Extracted records
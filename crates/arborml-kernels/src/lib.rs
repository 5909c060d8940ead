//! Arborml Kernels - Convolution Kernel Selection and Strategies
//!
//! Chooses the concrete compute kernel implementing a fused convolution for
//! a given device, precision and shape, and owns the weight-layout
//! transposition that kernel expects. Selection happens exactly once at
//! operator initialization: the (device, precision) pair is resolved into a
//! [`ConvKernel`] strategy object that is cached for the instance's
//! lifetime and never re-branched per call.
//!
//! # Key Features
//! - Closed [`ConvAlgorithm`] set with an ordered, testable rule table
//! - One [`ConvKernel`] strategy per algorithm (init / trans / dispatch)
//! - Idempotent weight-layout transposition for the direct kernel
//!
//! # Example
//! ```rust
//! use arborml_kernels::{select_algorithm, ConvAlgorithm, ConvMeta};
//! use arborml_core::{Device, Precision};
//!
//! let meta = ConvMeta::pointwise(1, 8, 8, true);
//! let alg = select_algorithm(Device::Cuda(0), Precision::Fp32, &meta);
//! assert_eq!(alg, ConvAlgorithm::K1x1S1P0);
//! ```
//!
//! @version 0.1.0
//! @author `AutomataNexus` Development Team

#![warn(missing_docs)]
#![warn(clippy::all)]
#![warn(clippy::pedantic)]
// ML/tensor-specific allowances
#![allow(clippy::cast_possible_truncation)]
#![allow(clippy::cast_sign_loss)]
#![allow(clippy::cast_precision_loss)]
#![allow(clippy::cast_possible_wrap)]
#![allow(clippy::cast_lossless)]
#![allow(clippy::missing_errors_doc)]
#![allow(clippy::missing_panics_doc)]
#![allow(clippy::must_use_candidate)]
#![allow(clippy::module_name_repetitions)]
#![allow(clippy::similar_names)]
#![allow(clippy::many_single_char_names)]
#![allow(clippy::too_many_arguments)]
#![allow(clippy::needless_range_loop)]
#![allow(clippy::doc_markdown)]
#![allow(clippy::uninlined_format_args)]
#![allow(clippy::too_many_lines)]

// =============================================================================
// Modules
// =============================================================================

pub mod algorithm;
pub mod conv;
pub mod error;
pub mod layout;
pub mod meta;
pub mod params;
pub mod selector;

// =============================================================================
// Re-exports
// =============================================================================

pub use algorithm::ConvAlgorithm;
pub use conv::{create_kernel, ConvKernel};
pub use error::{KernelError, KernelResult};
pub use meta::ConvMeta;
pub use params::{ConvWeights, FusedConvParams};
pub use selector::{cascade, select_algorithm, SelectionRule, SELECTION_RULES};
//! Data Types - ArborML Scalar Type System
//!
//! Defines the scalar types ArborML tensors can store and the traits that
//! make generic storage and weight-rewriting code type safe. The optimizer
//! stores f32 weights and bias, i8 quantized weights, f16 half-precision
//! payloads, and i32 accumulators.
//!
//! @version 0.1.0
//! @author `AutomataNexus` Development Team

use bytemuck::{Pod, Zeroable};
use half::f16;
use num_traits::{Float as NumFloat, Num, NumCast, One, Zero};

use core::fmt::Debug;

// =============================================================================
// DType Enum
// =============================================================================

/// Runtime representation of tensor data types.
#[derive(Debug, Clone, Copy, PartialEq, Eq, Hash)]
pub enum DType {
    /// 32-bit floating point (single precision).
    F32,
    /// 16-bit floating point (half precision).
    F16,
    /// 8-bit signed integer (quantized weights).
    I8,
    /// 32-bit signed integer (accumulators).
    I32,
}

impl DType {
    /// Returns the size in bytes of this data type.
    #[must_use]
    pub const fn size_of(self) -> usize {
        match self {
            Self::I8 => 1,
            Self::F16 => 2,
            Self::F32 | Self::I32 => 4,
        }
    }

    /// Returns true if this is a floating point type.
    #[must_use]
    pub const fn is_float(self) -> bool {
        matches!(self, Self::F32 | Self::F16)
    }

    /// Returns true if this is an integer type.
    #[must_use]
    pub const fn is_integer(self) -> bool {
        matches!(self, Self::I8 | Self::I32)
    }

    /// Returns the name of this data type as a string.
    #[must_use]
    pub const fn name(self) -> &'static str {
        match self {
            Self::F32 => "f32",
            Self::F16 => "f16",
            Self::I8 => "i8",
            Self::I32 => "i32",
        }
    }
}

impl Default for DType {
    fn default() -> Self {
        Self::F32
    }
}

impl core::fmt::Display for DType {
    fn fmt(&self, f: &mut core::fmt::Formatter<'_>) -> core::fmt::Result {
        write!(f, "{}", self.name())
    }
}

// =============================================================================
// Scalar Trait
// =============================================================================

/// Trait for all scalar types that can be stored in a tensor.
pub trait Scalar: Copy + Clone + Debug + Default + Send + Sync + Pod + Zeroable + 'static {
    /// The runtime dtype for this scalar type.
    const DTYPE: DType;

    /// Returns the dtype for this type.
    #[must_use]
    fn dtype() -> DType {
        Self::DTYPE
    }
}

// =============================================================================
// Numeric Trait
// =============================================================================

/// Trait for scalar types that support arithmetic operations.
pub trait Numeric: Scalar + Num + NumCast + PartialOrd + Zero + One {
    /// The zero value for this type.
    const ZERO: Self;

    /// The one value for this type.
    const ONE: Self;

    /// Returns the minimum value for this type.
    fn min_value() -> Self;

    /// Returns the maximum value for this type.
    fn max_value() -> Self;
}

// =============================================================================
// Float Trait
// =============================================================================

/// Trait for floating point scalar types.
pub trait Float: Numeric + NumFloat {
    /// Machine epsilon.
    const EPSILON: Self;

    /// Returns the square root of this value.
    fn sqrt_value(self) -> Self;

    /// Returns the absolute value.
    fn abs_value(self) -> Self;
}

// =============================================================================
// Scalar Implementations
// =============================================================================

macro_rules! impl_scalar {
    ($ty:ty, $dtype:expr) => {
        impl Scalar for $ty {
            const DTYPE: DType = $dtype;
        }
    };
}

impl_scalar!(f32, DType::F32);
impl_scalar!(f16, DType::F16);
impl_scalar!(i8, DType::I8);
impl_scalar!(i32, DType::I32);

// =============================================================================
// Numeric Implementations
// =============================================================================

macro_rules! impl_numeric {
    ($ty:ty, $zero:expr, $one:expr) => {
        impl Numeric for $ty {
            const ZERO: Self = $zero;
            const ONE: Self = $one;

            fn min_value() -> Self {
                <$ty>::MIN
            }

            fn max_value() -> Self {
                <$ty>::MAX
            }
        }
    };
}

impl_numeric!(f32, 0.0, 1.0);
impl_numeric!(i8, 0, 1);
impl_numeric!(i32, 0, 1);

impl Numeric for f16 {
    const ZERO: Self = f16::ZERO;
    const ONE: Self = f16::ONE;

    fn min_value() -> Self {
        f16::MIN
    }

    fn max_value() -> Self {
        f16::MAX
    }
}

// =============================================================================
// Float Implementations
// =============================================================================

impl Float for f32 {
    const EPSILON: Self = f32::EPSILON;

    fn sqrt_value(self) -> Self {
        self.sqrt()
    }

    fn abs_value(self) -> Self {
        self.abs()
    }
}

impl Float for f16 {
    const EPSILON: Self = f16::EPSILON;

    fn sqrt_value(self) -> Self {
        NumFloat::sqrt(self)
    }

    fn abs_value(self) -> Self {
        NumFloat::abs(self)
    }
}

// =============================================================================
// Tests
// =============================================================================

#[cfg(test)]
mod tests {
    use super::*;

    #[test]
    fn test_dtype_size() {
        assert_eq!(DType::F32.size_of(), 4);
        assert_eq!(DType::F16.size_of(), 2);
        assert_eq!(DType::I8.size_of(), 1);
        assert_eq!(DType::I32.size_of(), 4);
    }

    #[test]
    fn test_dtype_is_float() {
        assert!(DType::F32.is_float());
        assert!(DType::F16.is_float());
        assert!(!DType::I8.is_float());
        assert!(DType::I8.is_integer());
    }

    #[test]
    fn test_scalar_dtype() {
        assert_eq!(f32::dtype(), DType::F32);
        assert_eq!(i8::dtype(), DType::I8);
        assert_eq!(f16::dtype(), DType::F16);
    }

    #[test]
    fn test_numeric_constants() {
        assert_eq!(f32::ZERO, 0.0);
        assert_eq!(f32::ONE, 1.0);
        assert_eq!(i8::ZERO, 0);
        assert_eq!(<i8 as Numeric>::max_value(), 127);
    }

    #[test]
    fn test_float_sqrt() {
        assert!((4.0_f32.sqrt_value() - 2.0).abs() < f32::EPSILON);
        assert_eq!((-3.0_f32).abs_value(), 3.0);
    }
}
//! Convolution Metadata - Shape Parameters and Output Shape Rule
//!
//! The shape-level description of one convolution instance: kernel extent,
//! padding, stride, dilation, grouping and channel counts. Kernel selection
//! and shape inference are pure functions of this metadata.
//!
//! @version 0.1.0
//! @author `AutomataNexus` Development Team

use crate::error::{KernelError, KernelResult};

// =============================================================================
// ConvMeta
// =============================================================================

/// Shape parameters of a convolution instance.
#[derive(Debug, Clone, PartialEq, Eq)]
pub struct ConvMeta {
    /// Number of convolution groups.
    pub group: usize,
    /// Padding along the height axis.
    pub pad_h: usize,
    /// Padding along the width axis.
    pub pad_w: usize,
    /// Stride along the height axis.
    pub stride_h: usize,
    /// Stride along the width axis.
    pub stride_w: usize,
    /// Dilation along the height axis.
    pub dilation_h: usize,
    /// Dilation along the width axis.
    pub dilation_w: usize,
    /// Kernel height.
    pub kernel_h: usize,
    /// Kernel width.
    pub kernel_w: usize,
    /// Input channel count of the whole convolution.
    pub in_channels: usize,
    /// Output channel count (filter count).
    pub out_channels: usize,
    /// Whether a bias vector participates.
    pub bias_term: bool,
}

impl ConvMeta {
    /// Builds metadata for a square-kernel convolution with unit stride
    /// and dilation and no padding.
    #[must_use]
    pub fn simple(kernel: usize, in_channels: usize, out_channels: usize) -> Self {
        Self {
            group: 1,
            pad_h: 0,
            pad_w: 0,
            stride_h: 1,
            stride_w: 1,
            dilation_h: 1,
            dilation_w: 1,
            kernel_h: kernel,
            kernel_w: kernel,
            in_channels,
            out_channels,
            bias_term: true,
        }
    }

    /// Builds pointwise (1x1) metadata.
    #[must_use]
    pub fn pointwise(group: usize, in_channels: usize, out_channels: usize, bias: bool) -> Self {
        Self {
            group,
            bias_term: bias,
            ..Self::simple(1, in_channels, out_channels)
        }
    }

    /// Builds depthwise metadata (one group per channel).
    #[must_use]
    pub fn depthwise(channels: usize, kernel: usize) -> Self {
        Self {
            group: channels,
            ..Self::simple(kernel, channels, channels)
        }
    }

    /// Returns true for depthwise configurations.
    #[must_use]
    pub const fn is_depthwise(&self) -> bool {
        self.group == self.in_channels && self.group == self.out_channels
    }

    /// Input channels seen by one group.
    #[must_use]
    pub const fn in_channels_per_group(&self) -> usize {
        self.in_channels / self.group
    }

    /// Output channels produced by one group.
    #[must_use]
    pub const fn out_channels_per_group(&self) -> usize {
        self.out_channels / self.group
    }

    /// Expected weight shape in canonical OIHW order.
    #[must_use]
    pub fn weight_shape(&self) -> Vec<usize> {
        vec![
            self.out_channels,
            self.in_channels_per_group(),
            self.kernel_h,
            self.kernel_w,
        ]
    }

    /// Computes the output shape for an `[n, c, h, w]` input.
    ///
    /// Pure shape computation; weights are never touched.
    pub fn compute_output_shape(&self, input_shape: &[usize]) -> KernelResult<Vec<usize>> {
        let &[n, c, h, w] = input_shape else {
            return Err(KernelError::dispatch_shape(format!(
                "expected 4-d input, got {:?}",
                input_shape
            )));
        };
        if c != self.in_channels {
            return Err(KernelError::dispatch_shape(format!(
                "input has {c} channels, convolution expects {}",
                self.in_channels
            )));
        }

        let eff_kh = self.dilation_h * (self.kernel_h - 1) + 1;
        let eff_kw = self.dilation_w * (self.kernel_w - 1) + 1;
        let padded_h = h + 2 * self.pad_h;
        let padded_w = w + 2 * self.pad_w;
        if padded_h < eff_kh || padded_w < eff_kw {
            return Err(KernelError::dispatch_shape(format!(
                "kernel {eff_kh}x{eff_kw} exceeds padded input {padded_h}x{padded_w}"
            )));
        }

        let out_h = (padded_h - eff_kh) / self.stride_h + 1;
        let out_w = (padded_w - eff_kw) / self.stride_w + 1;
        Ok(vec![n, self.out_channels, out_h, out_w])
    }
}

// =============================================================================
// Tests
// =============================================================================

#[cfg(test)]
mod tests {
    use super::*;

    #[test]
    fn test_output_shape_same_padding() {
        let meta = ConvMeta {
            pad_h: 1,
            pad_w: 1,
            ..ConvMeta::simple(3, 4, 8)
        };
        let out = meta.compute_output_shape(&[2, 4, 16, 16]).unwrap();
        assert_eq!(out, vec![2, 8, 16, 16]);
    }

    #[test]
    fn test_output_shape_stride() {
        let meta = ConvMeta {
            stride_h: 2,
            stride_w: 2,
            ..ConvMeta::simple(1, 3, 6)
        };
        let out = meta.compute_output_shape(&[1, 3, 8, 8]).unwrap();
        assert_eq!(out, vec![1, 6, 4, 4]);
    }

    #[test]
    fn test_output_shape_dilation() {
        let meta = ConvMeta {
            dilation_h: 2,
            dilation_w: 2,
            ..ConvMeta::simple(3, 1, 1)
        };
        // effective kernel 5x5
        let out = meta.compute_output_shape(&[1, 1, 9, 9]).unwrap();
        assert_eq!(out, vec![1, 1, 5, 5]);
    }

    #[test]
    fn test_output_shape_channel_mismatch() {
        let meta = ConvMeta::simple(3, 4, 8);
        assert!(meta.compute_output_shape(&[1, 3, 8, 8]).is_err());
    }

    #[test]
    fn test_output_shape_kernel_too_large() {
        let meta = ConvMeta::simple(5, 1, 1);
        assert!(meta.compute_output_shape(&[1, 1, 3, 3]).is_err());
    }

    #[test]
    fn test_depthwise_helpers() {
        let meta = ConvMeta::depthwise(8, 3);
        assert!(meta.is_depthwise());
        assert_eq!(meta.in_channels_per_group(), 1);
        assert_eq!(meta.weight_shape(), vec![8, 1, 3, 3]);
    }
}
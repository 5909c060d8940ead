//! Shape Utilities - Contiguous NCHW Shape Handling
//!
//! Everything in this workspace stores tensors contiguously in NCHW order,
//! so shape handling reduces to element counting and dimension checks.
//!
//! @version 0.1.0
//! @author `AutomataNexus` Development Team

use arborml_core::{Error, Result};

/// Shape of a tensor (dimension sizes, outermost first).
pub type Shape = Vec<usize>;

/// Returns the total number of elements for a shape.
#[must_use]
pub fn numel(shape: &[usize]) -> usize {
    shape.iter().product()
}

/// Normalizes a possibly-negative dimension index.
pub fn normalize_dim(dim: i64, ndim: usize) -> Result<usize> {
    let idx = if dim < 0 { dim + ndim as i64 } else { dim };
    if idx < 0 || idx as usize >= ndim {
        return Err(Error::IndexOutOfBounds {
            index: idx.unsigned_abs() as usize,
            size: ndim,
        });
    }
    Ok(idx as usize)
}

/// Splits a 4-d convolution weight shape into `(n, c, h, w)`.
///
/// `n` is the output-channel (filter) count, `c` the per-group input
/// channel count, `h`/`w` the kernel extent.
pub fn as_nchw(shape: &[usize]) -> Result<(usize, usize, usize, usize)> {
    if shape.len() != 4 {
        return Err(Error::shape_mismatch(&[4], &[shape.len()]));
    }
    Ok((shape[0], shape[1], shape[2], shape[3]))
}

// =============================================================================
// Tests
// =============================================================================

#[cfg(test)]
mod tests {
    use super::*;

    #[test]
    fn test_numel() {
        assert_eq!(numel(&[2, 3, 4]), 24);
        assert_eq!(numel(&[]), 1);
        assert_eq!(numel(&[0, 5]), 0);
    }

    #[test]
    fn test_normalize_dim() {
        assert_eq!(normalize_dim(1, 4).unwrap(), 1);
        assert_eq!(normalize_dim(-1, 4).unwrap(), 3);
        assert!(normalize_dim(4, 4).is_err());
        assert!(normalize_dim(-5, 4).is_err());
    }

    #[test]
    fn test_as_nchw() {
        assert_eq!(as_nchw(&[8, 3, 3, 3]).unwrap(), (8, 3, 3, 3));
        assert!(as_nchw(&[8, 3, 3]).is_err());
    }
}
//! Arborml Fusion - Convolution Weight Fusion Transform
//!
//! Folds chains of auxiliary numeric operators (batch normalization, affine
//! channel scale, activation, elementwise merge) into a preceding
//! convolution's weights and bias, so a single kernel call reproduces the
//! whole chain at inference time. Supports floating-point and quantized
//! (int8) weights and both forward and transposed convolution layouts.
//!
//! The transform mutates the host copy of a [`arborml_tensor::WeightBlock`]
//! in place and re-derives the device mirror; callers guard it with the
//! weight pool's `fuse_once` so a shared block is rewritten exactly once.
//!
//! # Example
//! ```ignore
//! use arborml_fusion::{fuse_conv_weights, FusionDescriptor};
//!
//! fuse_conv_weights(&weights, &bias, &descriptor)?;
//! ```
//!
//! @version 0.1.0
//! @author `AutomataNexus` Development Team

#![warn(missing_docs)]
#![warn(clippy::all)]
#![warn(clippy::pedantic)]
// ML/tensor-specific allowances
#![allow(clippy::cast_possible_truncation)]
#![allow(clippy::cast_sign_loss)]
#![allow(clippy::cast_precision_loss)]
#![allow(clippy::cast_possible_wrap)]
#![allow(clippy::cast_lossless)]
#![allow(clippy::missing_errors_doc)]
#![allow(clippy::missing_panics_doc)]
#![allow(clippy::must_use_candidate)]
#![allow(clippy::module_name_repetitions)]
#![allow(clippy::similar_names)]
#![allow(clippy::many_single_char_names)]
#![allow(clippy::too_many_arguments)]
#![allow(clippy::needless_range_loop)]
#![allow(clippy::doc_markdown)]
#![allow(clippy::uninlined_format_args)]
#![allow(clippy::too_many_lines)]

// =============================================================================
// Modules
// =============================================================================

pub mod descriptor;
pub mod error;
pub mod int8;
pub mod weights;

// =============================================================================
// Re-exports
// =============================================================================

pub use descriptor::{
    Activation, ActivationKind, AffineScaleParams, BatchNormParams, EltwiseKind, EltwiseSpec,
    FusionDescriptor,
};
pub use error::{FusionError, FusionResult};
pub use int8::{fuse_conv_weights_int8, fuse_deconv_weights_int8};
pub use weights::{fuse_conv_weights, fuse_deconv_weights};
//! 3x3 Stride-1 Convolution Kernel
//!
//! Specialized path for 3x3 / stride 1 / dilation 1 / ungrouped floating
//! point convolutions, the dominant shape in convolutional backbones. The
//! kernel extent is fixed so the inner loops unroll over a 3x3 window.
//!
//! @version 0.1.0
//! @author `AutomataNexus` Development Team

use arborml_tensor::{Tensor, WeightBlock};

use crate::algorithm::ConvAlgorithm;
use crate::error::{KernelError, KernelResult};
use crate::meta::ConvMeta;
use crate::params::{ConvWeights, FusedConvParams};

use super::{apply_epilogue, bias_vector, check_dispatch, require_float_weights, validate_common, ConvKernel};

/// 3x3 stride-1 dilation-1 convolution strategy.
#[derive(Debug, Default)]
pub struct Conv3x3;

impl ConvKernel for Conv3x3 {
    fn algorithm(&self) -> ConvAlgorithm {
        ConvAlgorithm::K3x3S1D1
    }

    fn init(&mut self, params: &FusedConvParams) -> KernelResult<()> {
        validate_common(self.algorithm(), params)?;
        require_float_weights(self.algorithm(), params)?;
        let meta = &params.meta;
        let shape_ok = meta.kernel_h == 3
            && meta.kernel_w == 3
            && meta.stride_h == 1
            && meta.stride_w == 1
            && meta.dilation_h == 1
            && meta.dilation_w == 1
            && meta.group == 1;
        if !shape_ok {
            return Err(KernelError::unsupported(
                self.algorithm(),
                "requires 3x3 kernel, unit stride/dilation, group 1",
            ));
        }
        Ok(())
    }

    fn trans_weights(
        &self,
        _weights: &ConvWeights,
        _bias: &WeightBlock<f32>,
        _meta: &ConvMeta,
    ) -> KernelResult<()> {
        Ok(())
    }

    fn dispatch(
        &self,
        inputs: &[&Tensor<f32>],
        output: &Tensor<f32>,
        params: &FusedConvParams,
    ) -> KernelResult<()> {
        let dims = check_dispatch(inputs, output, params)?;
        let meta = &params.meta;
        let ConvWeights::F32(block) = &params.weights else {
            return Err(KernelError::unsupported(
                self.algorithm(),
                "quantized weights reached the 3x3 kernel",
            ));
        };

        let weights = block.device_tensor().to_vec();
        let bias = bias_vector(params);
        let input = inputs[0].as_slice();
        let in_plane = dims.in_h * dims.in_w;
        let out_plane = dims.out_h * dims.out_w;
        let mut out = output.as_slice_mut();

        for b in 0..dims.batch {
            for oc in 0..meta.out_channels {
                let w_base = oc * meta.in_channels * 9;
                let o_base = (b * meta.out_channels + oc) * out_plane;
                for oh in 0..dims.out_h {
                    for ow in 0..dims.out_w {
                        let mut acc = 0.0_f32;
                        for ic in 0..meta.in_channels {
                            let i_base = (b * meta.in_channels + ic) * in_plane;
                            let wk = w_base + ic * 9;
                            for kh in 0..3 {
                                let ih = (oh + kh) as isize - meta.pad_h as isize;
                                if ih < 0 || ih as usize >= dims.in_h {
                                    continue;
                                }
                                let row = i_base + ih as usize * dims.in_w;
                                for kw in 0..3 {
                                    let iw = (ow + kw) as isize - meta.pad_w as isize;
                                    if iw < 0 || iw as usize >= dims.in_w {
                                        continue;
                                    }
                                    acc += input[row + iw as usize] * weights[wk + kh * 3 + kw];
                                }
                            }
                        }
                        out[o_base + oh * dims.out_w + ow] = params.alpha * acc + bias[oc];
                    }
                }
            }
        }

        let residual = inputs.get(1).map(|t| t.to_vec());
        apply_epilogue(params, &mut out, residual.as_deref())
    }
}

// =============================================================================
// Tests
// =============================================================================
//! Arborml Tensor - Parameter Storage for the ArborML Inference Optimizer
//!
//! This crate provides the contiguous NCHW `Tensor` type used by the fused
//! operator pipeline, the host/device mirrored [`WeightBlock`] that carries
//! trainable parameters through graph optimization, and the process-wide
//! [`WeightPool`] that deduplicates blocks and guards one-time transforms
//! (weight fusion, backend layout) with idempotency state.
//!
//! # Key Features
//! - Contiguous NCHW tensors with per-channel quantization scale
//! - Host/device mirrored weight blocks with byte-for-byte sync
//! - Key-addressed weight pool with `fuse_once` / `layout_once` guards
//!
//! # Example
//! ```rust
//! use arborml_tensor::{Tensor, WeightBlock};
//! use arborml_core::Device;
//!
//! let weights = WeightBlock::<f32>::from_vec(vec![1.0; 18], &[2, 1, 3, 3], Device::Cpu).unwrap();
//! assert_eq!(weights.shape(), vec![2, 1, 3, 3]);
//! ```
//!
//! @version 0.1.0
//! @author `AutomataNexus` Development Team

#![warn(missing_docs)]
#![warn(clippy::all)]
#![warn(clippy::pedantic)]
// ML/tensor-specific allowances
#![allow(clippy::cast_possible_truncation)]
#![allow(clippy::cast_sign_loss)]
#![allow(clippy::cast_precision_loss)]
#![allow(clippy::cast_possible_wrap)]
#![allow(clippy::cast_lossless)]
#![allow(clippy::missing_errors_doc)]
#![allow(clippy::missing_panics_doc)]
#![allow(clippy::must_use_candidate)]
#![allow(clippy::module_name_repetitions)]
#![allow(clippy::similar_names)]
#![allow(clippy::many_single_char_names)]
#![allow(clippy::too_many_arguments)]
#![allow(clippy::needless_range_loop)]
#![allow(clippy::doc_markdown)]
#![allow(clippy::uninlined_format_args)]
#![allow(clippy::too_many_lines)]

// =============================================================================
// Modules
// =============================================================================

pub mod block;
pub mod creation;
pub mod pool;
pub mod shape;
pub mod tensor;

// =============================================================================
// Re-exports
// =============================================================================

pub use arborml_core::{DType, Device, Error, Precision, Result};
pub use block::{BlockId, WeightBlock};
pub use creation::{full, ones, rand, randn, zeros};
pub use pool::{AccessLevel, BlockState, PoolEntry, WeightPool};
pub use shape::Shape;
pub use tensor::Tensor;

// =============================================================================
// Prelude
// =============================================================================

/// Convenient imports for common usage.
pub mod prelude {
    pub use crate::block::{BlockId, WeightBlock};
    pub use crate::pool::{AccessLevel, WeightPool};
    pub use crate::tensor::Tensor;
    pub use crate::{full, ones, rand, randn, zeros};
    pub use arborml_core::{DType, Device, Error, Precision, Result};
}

Problem statement
In the records above, the line with "pub const fn name(self)" marks the start and the line with "const DTYPE: DType;" marks the end; copy that stretch exactly, both lines included, and nothing else.

Written solution
    pub const fn name(self) -> &'static str {
        match self {
            Self::F32 => "f32",
            Self::F16 => "f16",
            Self::I8 => "i8",
            Self::I32 => "i32",
        }
    }
}

impl Default for DType {
    fn default() -> Self {
        Self::F32
    }
}

impl core::fmt::Display for DType {
    fn fmt(&self, f: &mut core::fmt::Formatter<'_>) -> core::fmt::Result {
        write!(f, "{}", self.name())
    }
}

// =============================================================================
// Scalar Trait
// =============================================================================

/// Trait for all scalar types that can be stored in a tensor.
pub trait Scalar: Copy + Clone + Debug + Default + Send + Sync + Pod + Zeroable + 'static {
    /// The runtime dtype for this scalar type.
    const DTYPE: DType;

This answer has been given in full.